Carthage Receives $1 Million Grant for Little River Project
Carthage will receive $1 million in development grant funds from the Rural Center for water and sewer improvements in the Little River area.
The money comes in the form of a 50/50 matching grant, but it won't cost the town a penny.
Town Manager Carol Sparks said this is for a new development, but much like a deal struck years ago that brought a 12-inch water line to serve Little River Golf Resort and new homes in that voluntarily annexed island area of Carthage.
"Blaine East and Gennaro Vitale - their company is called VLR Partners - bought the 80 acres for this from the former Little River partners," she said. "It's the section on the other side of (N.C.) 22 at the intersection with McCaskill Road."
The resort itself lies between two highways, N.C. 22 and U.S. 15-501. Originally, it was developed by the town as a municipal golf course and then sold at a profit to private developers.

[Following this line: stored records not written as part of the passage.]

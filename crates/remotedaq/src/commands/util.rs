//! Shared helpers for command handlers.

use std::io::IsTerminal;
use std::net::IpAddr;
use std::time::Duration;

use indicatif::{ProgressBar, ProgressStyle};
use remotedaq_core::{Dashboard, DashboardConfig, NodeFilter, NodeRecord, Settings};

use crate::cli::GlobalOpts;
use crate::config::{self, Config, SettingsStore};
use crate::error::CliError;

/// Everything a node-facing command needs before it touches the network.
pub struct Session {
    pub dashboard: Dashboard,
    pub store: SettingsStore,
}

/// Load the stored settings and build a dashboard. No network traffic.
pub fn session(global: &GlobalOpts, cfg: &Config) -> Result<Session, CliError> {
    session_with(global, cfg, |_| {})
}

/// Like [`session`], with a hook to adjust the dashboard config.
pub fn session_with(
    global: &GlobalOpts,
    cfg: &Config,
    adjust: impl FnOnce(&mut DashboardConfig),
) -> Result<Session, CliError> {
    let store = config::settings_store(global, cfg);
    let settings = store.load();
    tracing::debug!(path = %store.path().display(), ?settings, "settings loaded");

    let mut dash_cfg = config::dashboard_config(global, cfg)?;
    adjust(&mut dash_cfg);
    let dashboard = Dashboard::new(dash_cfg, settings).map_err(CliError::from)?;
    Ok(Session { dashboard, store })
}

impl Session {
    /// Convert a core error, pointing settings errors at the settings file.
    pub fn error(&self, err: remotedaq_core::CoreError) -> CliError {
        match CliError::from(err) {
            CliError::NoNetworkSettings { field, .. } => CliError::NoNetworkSettings {
                field,
                path: self.store.path().display().to_string(),
            },
            other => other,
        }
    }

    fn settings(&self) -> std::sync::Arc<Settings> {
        self.dashboard.settings()
    }
}

/// Resolve a node identifier and select it on the dashboard.
///
/// Tries the published list, then the full directory. An identifier that
/// looks like an address is accepted as-is when the directory has no match
/// or cannot be queried.
pub async fn resolve_node(session: &Session, identifier: &str) -> Result<NodeRecord, CliError> {
    let dash = &session.dashboard;
    if let Ok(node) = dash.select_by(identifier) {
        return Ok(node);
    }

    let addressable = looks_like_host(identifier);
    if session.settings().is_complete() || !addressable {
        match dash.query_nodes(NodeFilter::All).await {
            Ok(nodes) => {
                if let Some(node) = nodes.into_iter().find(|n| n.matches(identifier)) {
                    dash.select_node(node.clone());
                    return Ok(node);
                }
            }
            Err(e) if addressable => {
                tracing::warn!(error = %e, "directory lookup failed, using address directly");
            }
            Err(e) => return Err(session.error(e)),
        }
    }

    if addressable {
        return dash.select_host(identifier).map_err(CliError::from);
    }
    Err(CliError::NodeNotFound {
        identifier: identifier.into(),
    })
}

/// An IP literal or a dotted hostname.
fn looks_like_host(identifier: &str) -> bool {
    identifier.parse::<IpAddr>().is_ok() || identifier.contains('.')
}

/// Spinner on stderr while a request is in flight. Hidden when quiet or
/// when stderr is not a terminal.
pub fn spinner(message: impl Into<String>, quiet: bool) -> ProgressBar {
    if quiet || !std::io::stderr().is_terminal() {
        return ProgressBar::hidden();
    }
    let bar = ProgressBar::new_spinner();
    if let Ok(style) = ProgressStyle::with_template("{spinner:.cyan} {msg}") {
        bar.set_style(style);
    }
    bar.set_message(message.into());
    bar.enable_steady_tick(Duration::from_millis(100));
    bar
}

/// Map a dialoguer / interactive I/O failure into CliError.
pub fn prompt_err(e: impl std::fmt::Display) -> CliError {
    CliError::Validation {
        field: "interactive".into(),
        reason: format!("prompt failed: {e}"),
    }
}

/// Show the first and last four characters of a secret.
pub fn mask_secret(secret: &str) -> String {
    let chars: Vec<char> = secret.chars().collect();
    if chars.is_empty() {
        return String::new();
    }
    if chars.len() <= 8 {
        return "*".repeat(chars.len());
    }
    let head: String = chars[..4].iter().collect();
    let tail: String = chars[chars.len() - 4..].iter().collect();
    format!("{head}...{tail}")
}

One group built the clubhouse and condominiums, and then seven new partners bought it and announced big plans for hotels and homes. In 2006, revised plans were brought before the Town Board that added an elaborate shopping center and entertainment complex across the road.
Plans also showed a medical center and assisted living facility, movie and outdoor theaters, shops, a bowling alley and a large chain hardware store.
East, a well-known, established mall developer, said he and his partners build a new shopping center every 30 days and that he planned to move to Little River himself.
The center was to be placed on smaller tracts within the 80 acres.
"We've left a lot of open space," East promised. "This will become a true, regional destination. We are in need of a great grocery. We have had great conversations with Harris Teeter and Fresh Market. Where (on the ground level) we have a salon and a bistro, then there will be a cinema on top. It will be a six- or seven-screen theater showing first-run and art films.
"It will have art galleries, possibly a work space. We will build an amphitheater where we might have jazz festivals, symphony concerts. There will be a nice lake."
None of that happened. The seven sold the resort to a European firm, Oceanico. Now East and Vitale are making new plans for that same 80 acres. They committed to pay the town half of the million-dollar grant.
"It is for infrastructure," Sparks said. "Mostly it will be for sewer since we already have the 12-inch water line."
Income from water and sewer services will bring Carthage welcome revenue to its enterprise fund. That part of municipal budgets must run as a business and kept entirely apart from tax-supported general funds. State law requires towns collect enough in charges for water and sewer service to cover costs entirely.
"This is a whole new project," Sparks said. "They bought the 80 acres last summer, I think. It's called Magnolia Hill."
Tuesday morning Sparks was heading to Southern Pines to discuss details of the deal with the town's attorney, Doug Gill.